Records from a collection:
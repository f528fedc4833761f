//! Engine configuration resource.
//!
//! Manages engine settings loaded from an INI configuration file. Provides
//! defaults for safe startup and methods to load/save configuration.
//!
//! # Configuration File Format
//!
//! ```ini
//! [simulation]
//! tick_rate = 60
//! time_scale = 1.0
//!
//! [assets]
//! archetypes = ./assets/archetypes.json
//! ```

use bevy_ecs::prelude::*;
use configparser::ini::Ini;
use log::info;
use std::path::PathBuf;

/// Default safe values for startup
const DEFAULT_TICK_RATE: u32 = 60;
const DEFAULT_TIME_SCALE: f32 = 1.0;
const DEFAULT_ARCHETYPE_PATH: &str = "./assets/archetypes.json";
const DEFAULT_CONFIG_PATH: &str = "./config.ini";

/// Engine configuration resource.
///
/// Stores simulation timing and asset paths. Values missing from the file
/// keep their defaults, so an absent file is not an error for callers that
/// ignore the result.
#[derive(Resource, Debug, Clone)]
pub struct EngineConfig {
    /// Fixed simulation ticks per second.
    pub tick_rate: u32,
    /// Multiplier applied to every tick's delta.
    pub time_scale: f32,
    /// Path to the archetype definitions file.
    pub archetype_path: PathBuf,
    /// Path to the configuration file.
    pub config_path: PathBuf,
}

impl Default for EngineConfig {
    fn default() -> Self {
        Self::new()
    }
}

impl EngineConfig {
    /// Create a new configuration with safe default values.
    pub fn new() -> Self {
        Self {
            tick_rate: DEFAULT_TICK_RATE,
            time_scale: DEFAULT_TIME_SCALE,
            archetype_path: PathBuf::from(DEFAULT_ARCHETYPE_PATH),
            config_path: PathBuf::from(DEFAULT_CONFIG_PATH),
        }
    }

    /// Create a new configuration with a custom config file path.
    pub fn with_path(path: impl Into<PathBuf>) -> Self {
        Self {
            config_path: path.into(),
            ..Self::new()
        }
    }

    /// Fixed tick delta in seconds derived from the tick rate.
    pub fn tick_delta(&self) -> f32 {
        1.0 / self.tick_rate.max(1) as f32
    }

    /// Load configuration from the INI file.
    ///
    /// Missing values retain their current (default) values.
    /// Returns an error if the file cannot be read or parsed.
    pub fn load_from_file(&mut self) -> Result<(), String> {
        let mut config = Ini::new();
        config
            .load(&self.config_path)
            .map_err(|e| format!("Failed to load config file: {}", e))?;

        // [simulation] section
        if let Some(tick_rate) = config.getuint("simulation", "tick_rate").ok().flatten() {
            self.tick_rate = tick_rate as u32;
        }
        if let Some(time_scale) = config.getfloat("simulation", "time_scale").ok().flatten() {
            self.time_scale = time_scale as f32;
        }

        // [assets] section
        if let Some(path) = config.get("assets", "archetypes") {
            self.archetype_path = PathBuf::from(path);
        }

        info!(
            "Loaded config: tick_rate={}, time_scale={}, archetypes={:?}",
            self.tick_rate, self.time_scale, self.archetype_path
        );

        Ok(())
    }

    /// Save configuration to the INI file.
    ///
    /// Creates the file if it doesn't exist.
    #[allow(dead_code)]
    pub fn save_to_file(&self) -> Result<(), String> {
        let mut config = Ini::new();

        // [simulation] section
        config.set("simulation", "tick_rate", Some(self.tick_rate.to_string()));
        config.set("simulation", "time_scale", Some(self.time_scale.to_string()));

        // [assets] section
        config.set(
            "assets",
            "archetypes",
            Some(self.archetype_path.display().to_string()),
        );

        config
            .write(&self.config_path)
            .map_err(|e| format!("Failed to save config file: {}", e))?;

        info!("Saved config to {:?}", self.config_path);

        Ok(())
    }
}

#[cfg(test)]
mod tests {
    use super::*;

    #[test]
    fn defaults_are_sane() {
        let config = EngineConfig::new();
        assert_eq!(config.tick_rate, DEFAULT_TICK_RATE);
        assert_eq!(config.time_scale, DEFAULT_TIME_SCALE);
        assert!((config.tick_delta() - 1.0 / 60.0).abs() < 1e-6);
    }

    #[test]
    fn missing_file_keeps_defaults() {
        let mut config = EngineConfig::with_path("/nonexistent/limelight.ini");
        assert!(config.load_from_file().is_err());
        assert_eq!(config.tick_rate, DEFAULT_TICK_RATE);
        assert_eq!(config.time_scale, DEFAULT_TIME_SCALE);
    }

    #[test]
    fn tick_delta_survives_zero_tick_rate() {
        let mut config = EngineConfig::new();
        config.tick_rate = 0;
        assert_eq!(config.tick_delta(), 1.0);
    }
}
//! Simulation clock resource.

use bevy_ecs::prelude::Resource;

/// Simulation clock shared by every update system.
///
/// `delta` is the scaled duration of the current tick; systems treat it as
/// their dt. Updated once per tick by
/// [`update_world_time`](crate::systems::time::update_world_time).
#[derive(Resource, Clone, Copy, Debug)]
pub struct WorldTime {
    /// Scaled seconds since the world started.
    pub elapsed: f32,
    /// Scaled seconds covered by the current tick.
    pub delta: f32,
    /// Multiplier applied to incoming deltas. Zero freezes the world.
    pub time_scale: f32,
    /// Ticks run so far.
    pub frame_count: u64,
}

impl Default for WorldTime {
    fn default() -> Self {
        WorldTime {
            elapsed: 0.0,
            delta: 0.0,
            time_scale: 1.0,
            frame_count: 0,
        }
    }
}

impl WorldTime {
    pub fn with_time_scale(mut self, time_scale: f32) -> Self {
        self.time_scale = time_scale;
        self
    }
}
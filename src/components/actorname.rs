//! Display name component.

use bevy_ecs::prelude::Component;

/// Display name assigned through the
/// [`NameRegistry`](crate::resources::nameregistry::NameRegistry).
///
/// Holds the registered form of the name (capitalized, suffixed on
/// collision), which may differ from what the caller asked for.
#[derive(Component, Clone, Debug, Default, PartialEq, Eq)]
pub struct ActorName(pub String);

impl ActorName {
    pub fn as_str(&self) -> &str {
        &self.0
    }
}
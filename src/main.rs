//! Limelight demo entry point.
//!
//! A headless actor engine demo built on:
//! - **bevy_ecs** for entity-component-system architecture
//! - **serde_json** archetype definitions driving the actor factory
//!
//! The scene spawns a handful of walkers from archetypes, runs their walk
//! cycle as a one-shot animation chained into an idle ping-pong by an
//! observer, and glides them across the map with tweens whose completion
//! messages land in the log.
//!
//! # Main Loop
//!
//! 1. Load configuration and archetype definitions
//! 2. Build the ECS world, resources, and observers
//! 3. Tick the update schedule at a fixed delta for `--ticks` frames
//! 4. Log a summary of names and tags at the end
//!
//! # Running
//!
//! ```sh
//! RUST_LOG=debug cargo run -- --ticks 240
//! ```

use bevy_ecs::observer::{Observer, On};
use bevy_ecs::prelude::*;
use clap::Parser;
use glam::Vec2;
use std::path::PathBuf;

use limelight::actor::{change_actor_color_to, move_actor_to, rotate_actor_to};
use limelight::components::animation::{AnimationKind, SpriteAnimation};
use limelight::components::mapposition::MapPosition;
use limelight::components::sprite::SpriteFrames;
use limelight::events::animation::{log_animation_finished, AnimationFinished};
use limelight::events::message::ActorMessage;
use limelight::factory::ActorFactory;
use limelight::math::Color;
use limelight::resources::engineconfig::EngineConfig;
use limelight::resources::nameregistry::NameRegistry;
use limelight::resources::tagindex::TagIndex;
use limelight::resources::texturecache::{FsProbeLoader, TextureCache};
use limelight::resources::worldtime::WorldTime;
use limelight::systems::animation::update_sprite_animations;
use limelight::systems::message::{log_actor_messages, update_actor_messages};
use limelight::systems::time::update_world_time;
use limelight::systems::tween::update_actor_tweens;

/// Limelight actor engine
#[derive(Parser)]
#[command(version, about = "Headless demo of the limelight actor engine")]
struct Cli {
    /// Path to the INI configuration file.
    #[arg(long, value_name = "PATH", default_value = "./config.ini")]
    config: PathBuf,

    /// Path to the archetype definitions; overrides the configured one.
    #[arg(long, value_name = "PATH")]
    archetypes: Option<PathBuf>,

    /// Number of fixed-step ticks to simulate.
    #[arg(long, default_value_t = 240)]
    ticks: u32,

    /// Tick delta in seconds; defaults to the configured tick rate.
    #[arg(long)]
    dt: Option<f32>,
}

/// Observer that chains a finished walk cycle into an idle ping-pong.
fn chain_idle_after_walk(
    trigger: On<AnimationFinished>,
    mut query: Query<(&mut SpriteAnimation, &mut SpriteFrames)>,
) {
    let event = trigger.event();
    if event.name != "walk_done" {
        return;
    }
    if let Ok((mut anim, mut frames)) = query.get_mut(event.entity) {
        anim.play(&mut frames, 0.12, AnimationKind::PingPong, 0, 3, Some("idle"));
    }
}

fn main() {
    env_logger::Builder::from_env(env_logger::Env::default().default_filter_or("info")).init();

    let cli = Cli::parse();

    let mut config = EngineConfig::with_path(&cli.config);
    config.load_from_file().ok(); // ignore errors, use defaults

    let dt = cli.dt.unwrap_or_else(|| config.tick_delta()).max(0.0);
    let archetype_path = cli
        .archetypes
        .unwrap_or_else(|| config.archetype_path.clone());

    // --------------- ECS world + resources ---------------
    let mut world = World::new();
    world.insert_resource(WorldTime::default().with_time_scale(config.time_scale));
    world.insert_resource(NameRegistry::default());
    world.insert_resource(TagIndex::default());
    world.insert_resource(TextureCache::new(Box::new(FsProbeLoader::default())));
    world.init_resource::<Messages<ActorMessage>>();

    world.spawn(Observer::new(log_animation_finished));
    world.spawn(Observer::new(chain_idle_after_walk));
    // Ensure observers are registered before any system can trigger events.
    world.flush();

    // --------------- Factory + scene ---------------
    let mut factory = ActorFactory::with_default_constructor();
    if let Err(e) = factory.load_json(&archetype_path) {
        log::error!("{e}");
        std::process::exit(1);
    }

    for i in 0..3 {
        match factory.spawn(&mut world, "walker") {
            Ok(entity) => {
                let target = Vec2::new(
                    120.0 + fastrand::f32() * 40.0 - 20.0,
                    i as f32 * 24.0 + fastrand::f32() * 8.0,
                );
                move_actor_to(
                    &mut world,
                    entity,
                    target,
                    2.0 + i as f32 * 0.5,
                    Some("arrived"),
                );
            }
            Err(e) => log::warn!("skipping walker: {e}"),
        }
    }

    match factory.spawn(&mut world, "title_card") {
        Ok(entity) => {
            change_actor_color_to(&mut world, entity, Color::WHITE, 1.5, Some("title_faded"));
            rotate_actor_to(&mut world, entity, 360.0, 3.0, Some("title_spun"));
        }
        Err(e) => log::warn!("skipping title card: {e}"),
    }

    // --------------- Update schedule ---------------
    let mut update = Schedule::default();
    update.add_systems(update_sprite_animations);
    update.add_systems(update_actor_tweens.after(update_sprite_animations));
    update.add_systems(
        (update_actor_messages, log_actor_messages)
            .chain()
            .after(update_actor_tweens),
    );

    update
        .initialize(&mut world)
        .expect("Failed to initialize schedule");

    // --------------- Main loop ---------------
    for _ in 0..cli.ticks {
        update_world_time(&mut world, dt);
        update.run(&mut world);
        world.clear_trackers(); // Clear changed components for next frame
    }

    // --------------- Summary ---------------
    let time = *world.resource::<WorldTime>();
    log::info!(
        "simulated {} ticks, {:.2}s world time",
        time.frame_count,
        time.elapsed
    );
    log::info!(
        "{} walkers still tagged",
        world.resource::<TagIndex>().count("walker")
    );

    let names: Vec<String> = world
        .resource::<NameRegistry>()
        .iter()
        .map(|(name, _)| name.to_string())
        .collect();
    log::info!("registered names: {names:?}");

    let mut query = world.query::<(&MapPosition, &SpriteAnimation, &SpriteFrames)>();
    for (position, anim, frames) in query.iter(&world) {
        log::info!(
            "actor at ({:.1}, {:.1}) kind={:?} frame={}",
            position.pos.x,
            position.pos.y,
            anim.kind,
            frames.current
        );
    }
}
use anyhow::Result;
use mcp_openweather_server::{Weather, WeatherConfig};
use rmcp::ServiceExt;
use tracing_subscriber::{layer::SubscriberExt, util::SubscriberInitExt};

#[tokio::main]
async fn main() -> Result<()> {
    tracing_subscriber::registry()
        .with(
            tracing_subscriber::EnvFilter::try_from_default_env()
                .unwrap_or_else(|_| "mcp_openweather_server=info".into()),
        )
        .with(tracing_subscriber::fmt::layer().with_writer(std::io::stderr))
        .init();

    let config = WeatherConfig::from_env();
    if config.api_key.is_none() {
        tracing::warn!("OPENWEATHER_API_KEY is not set; weather tools will fail until it is");
    }
    tracing::info!(?config, "Starting MCP weather server");

    let weather = Weather::new(config)?;
    let server = weather.serve(rmcp::transport::stdio()).await?;
    server.waiting().await?;

    tracing::info!("Server shutdown complete");
    Ok(())
}
use reqwest::Client;
use serde_json::Value;
use tracing::{debug, error, instrument, warn};

use crate::config::WeatherConfig;
use crate::constants::{CURRENT_WEATHER_PATH, USER_AGENT};
use crate::error::{ConfigError, FetchError};
use crate::models::{Coordinate, WeatherPayload};

/// Fetches current weather documents from OpenWeatherMap
#[derive(Debug)]
pub struct WeatherFetcher {
    client: Client,
    config: WeatherConfig,
}

impl WeatherFetcher {
    /// Creates a fetcher with its own HTTP client
    pub fn new(config: WeatherConfig) -> Result<Self, reqwest::Error> {
        let client = Client::builder().user_agent(USER_AGENT).build()?;
        Ok(Self { client, config })
    }

    /// Fetches the current weather at `coordinate`.
    ///
    /// A missing API key is an error and no request is sent. Every other
    /// failure (bad status, network trouble, unparseable body) is logged and
    /// reported as `Ok(None)`.
    #[instrument(skip_all, fields(lat = coordinate.latitude(), lon = coordinate.longitude()))]
    pub async fn fetch(
        &self,
        coordinate: Coordinate,
    ) -> Result<Option<WeatherPayload>, ConfigError> {
        let api_key = self
            .config
            .api_key
            .as_deref()
            .ok_or(ConfigError::MissingApiKey)?;

        match self.request(coordinate, api_key).await {
            Ok(Some(payload)) => Ok(Some(payload)),
            Ok(None) => {
                warn!("OpenWeatherMap API returned a null document");
                Ok(None)
            }
            Err(e) => {
                error!(error = %e, "OpenWeatherMap API call error");
                Ok(None)
            }
        }
    }

    async fn request(
        &self,
        coordinate: Coordinate,
        api_key: &str,
    ) -> Result<Option<WeatherPayload>, FetchError> {
        let url = format!("{}{}", self.config.base_url, CURRENT_WEATHER_PATH);
        debug!(url = %url, "Fetching current weather");

        let response = self
            .client
            .get(&url)
            .query(&[
                ("lat", coordinate.latitude().to_string()),
                ("lon", coordinate.longitude().to_string()),
                ("appid", api_key.to_string()),
                ("lang", self.config.lang.clone()),
                ("units", self.config.units.clone()),
            ])
            .send()
            .await
            .map_err(reqwest::Error::without_url)?;

        let status = response.status();
        if !status.is_success() {
            return Err(FetchError::Status(status));
        }

        let body = response.bytes().await.map_err(reqwest::Error::without_url)?;
        let value: Value = serde_json::from_slice(&body)?;

        Ok(WeatherPayload::from_value(value))
    }
}
use reqwest::StatusCode;
use thiserror::Error;

/// Configuration problems surfaced to the caller
#[derive(Debug, Error)]
pub enum ConfigError {
    #[error(
        "OpenWeatherMap API is not configured. Please set the OPENWEATHER_API_KEY environment variable."
    )]
    MissingApiKey,
}

/// Failures of a single provider request.
///
/// These never leave the fetcher: they are logged and turned into an absent payload.
#[derive(Debug, Error)]
pub enum FetchError {
    #[error("OpenWeatherMap API error! status: {0}")]
    Status(StatusCode),

    #[error("request failed: {0}")]
    Transport(#[from] reqwest::Error),

    #[error("invalid JSON body: {0}")]
    Parse(#[from] serde_json::Error),
}

/// Coordinates outside the geographic range
#[derive(Debug, Error)]
#[error("Invalid coordinates ({latitude}, {longitude}): latitude must be -90 to 90, longitude must be -180 to 180")]
pub struct InvalidCoordinates {
    pub latitude: f64,
    pub longitude: f64,
}
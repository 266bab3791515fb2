use schemars::JsonSchema;
use serde::{de::DeserializeOwned, Deserialize, Deserializer, Serialize};
use serde_json::Value;
use std::fmt;

use crate::error::InvalidCoordinates;

// ============================================================================
// OpenWeatherMap API Models
// ============================================================================
//
// Every field is optional and decoded leniently: a missing field, a `null`, or
// a value of the wrong JSON type all end up as `None`.

/// Current weather document returned by the provider
#[derive(Debug, Default, Deserialize)]
#[serde(default)]
pub struct WeatherPayload {
    #[serde(deserialize_with = "lenient")]
    pub name: Option<String>,
    #[serde(deserialize_with = "lenient_list")]
    pub weather: Option<Vec<WeatherCondition>>,
    #[serde(deserialize_with = "lenient")]
    pub main: Option<MainReadings>,
    #[serde(deserialize_with = "lenient")]
    pub wind: Option<Wind>,
    #[serde(deserialize_with = "lenient_list")]
    pub alerts: Option<Vec<AlertRecord>>,
}

impl WeatherPayload {
    /// Decodes a parsed response body.
    ///
    /// A JSON `null` yields `None`; any other non-object document decodes to an
    /// empty payload.
    pub fn from_value(value: Value) -> Option<Self> {
        if value.is_null() {
            return None;
        }
        Some(serde_json::from_value(value).unwrap_or_default())
    }
}

#[derive(Debug, Default, Deserialize)]
#[serde(default)]
pub struct WeatherCondition {
    #[serde(deserialize_with = "lenient")]
    pub description: Option<String>,
}

#[derive(Debug, Default, Deserialize)]
#[serde(default)]
pub struct MainReadings {
    #[serde(deserialize_with = "lenient")]
    pub temp: Option<f64>,
    #[serde(deserialize_with = "lenient")]
    pub feels_like: Option<f64>,
    #[serde(deserialize_with = "lenient")]
    pub humidity: Option<f64>,
}

#[derive(Debug, Default, Deserialize)]
#[serde(default)]
pub struct Wind {
    #[serde(deserialize_with = "lenient")]
    pub speed: Option<f64>,
    #[serde(deserialize_with = "lenient")]
    pub deg: Option<f64>,
}

#[derive(Debug, Default, Deserialize)]
#[serde(default)]
pub struct AlertRecord {
    #[serde(deserialize_with = "lenient")]
    pub sender_name: Option<String>,
    #[serde(deserialize_with = "lenient")]
    pub event: Option<String>,
    /// Epoch seconds
    #[serde(deserialize_with = "lenient")]
    pub start: Option<i64>,
    /// Epoch seconds
    #[serde(deserialize_with = "lenient")]
    pub end: Option<i64>,
    #[serde(deserialize_with = "lenient")]
    pub description: Option<String>,
}

fn lenient<'de, D, T>(deserializer: D) -> Result<Option<T>, D::Error>
where
    D: Deserializer<'de>,
    T: DeserializeOwned,
{
    let value = Value::deserialize(deserializer)?;
    Ok(serde_json::from_value(value).ok())
}

/// Like [`lenient`], but a malformed element becomes an empty record instead
/// of discarding the whole sequence.
fn lenient_list<'de, D, T>(deserializer: D) -> Result<Option<Vec<T>>, D::Error>
where
    D: Deserializer<'de>,
    T: DeserializeOwned + Default,
{
    let items = match Value::deserialize(deserializer)? {
        Value::Array(items) => items,
        _ => return Ok(None),
    };

    Ok(Some(
        items
            .into_iter()
            .map(|item| serde_json::from_value(item).unwrap_or_default())
            .collect(),
    ))
}

// ============================================================================
// Coordinates
// ============================================================================

/// A validated latitude/longitude pair
#[derive(Debug, Clone, Copy, PartialEq)]
pub struct Coordinate {
    latitude: f64,
    longitude: f64,
}

impl Coordinate {
    pub fn new(latitude: f64, longitude: f64) -> Result<Self, InvalidCoordinates> {
        if !(-90.0..=90.0).contains(&latitude) || !(-180.0..=180.0).contains(&longitude) {
            return Err(InvalidCoordinates {
                latitude,
                longitude,
            });
        }
        Ok(Self {
            latitude,
            longitude,
        })
    }

    pub fn latitude(&self) -> f64 {
        self.latitude
    }

    pub fn longitude(&self) -> f64 {
        self.longitude
    }
}

/// Renders as `lat, lon`, always with a fractional part (`127.0`)
impl fmt::Display for Coordinate {
    fn fmt(&self, f: &mut fmt::Formatter<'_>) -> fmt::Result {
        write!(f, "{:?}, {:?}", self.latitude, self.longitude)
    }
}

// ============================================================================
// MCP Tool Request Models
// ============================================================================

#[derive(Debug, Deserialize, Serialize, JsonSchema)]
pub struct CoordinatesRequest {
    /// Latitude of the location
    #[schemars(range(min = -90.0, max = 90.0))]
    pub latitude: f64,
    /// Longitude of the location
    #[schemars(range(min = -180.0, max = 180.0))]
    pub longitude: f64,
}

impl CoordinatesRequest {
    pub fn coordinate(&self) -> Result<Coordinate, InvalidCoordinates> {
        Coordinate::new(self.latitude, self.longitude)
    }
}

EXERCISE DESCRIPTION:
Determine the number of lines in the data above that hold "AlertRecord", and reply with that number alone.

RESULT OF THIS EXERCISE:
2